:: Provided data ::

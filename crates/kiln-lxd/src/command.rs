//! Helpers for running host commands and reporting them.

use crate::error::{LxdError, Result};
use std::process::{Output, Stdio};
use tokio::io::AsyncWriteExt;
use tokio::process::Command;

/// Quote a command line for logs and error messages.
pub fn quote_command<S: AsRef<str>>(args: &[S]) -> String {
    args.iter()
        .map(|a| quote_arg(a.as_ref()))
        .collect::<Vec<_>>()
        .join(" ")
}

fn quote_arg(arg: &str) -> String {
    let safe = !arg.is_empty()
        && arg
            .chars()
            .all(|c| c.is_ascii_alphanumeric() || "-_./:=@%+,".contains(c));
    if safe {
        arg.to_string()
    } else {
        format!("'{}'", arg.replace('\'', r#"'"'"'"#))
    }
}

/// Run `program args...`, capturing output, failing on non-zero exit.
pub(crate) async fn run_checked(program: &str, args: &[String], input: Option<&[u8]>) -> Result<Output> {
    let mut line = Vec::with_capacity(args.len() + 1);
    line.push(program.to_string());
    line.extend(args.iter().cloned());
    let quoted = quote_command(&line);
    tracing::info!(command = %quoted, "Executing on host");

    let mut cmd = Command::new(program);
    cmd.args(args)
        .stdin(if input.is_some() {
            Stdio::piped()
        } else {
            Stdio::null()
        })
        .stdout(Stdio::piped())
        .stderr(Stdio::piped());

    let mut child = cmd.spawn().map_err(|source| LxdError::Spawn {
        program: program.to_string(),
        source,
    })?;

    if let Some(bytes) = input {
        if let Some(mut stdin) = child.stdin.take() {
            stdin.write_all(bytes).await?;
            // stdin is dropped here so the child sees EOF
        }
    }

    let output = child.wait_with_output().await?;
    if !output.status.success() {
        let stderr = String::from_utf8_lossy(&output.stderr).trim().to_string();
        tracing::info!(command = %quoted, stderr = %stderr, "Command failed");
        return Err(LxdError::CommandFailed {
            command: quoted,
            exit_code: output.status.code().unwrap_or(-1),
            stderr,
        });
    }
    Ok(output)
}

:::

What is required | Please copy each line of the material that has the string "stderr" somewhere in it.

Answer section |
        .stderr(Stdio::piped());
        let stderr = String::from_utf8_lossy(&output.stderr).trim().to_string();
        tracing::info!(command = %quoted, stderr = %stderr, "Command failed");
            stderr,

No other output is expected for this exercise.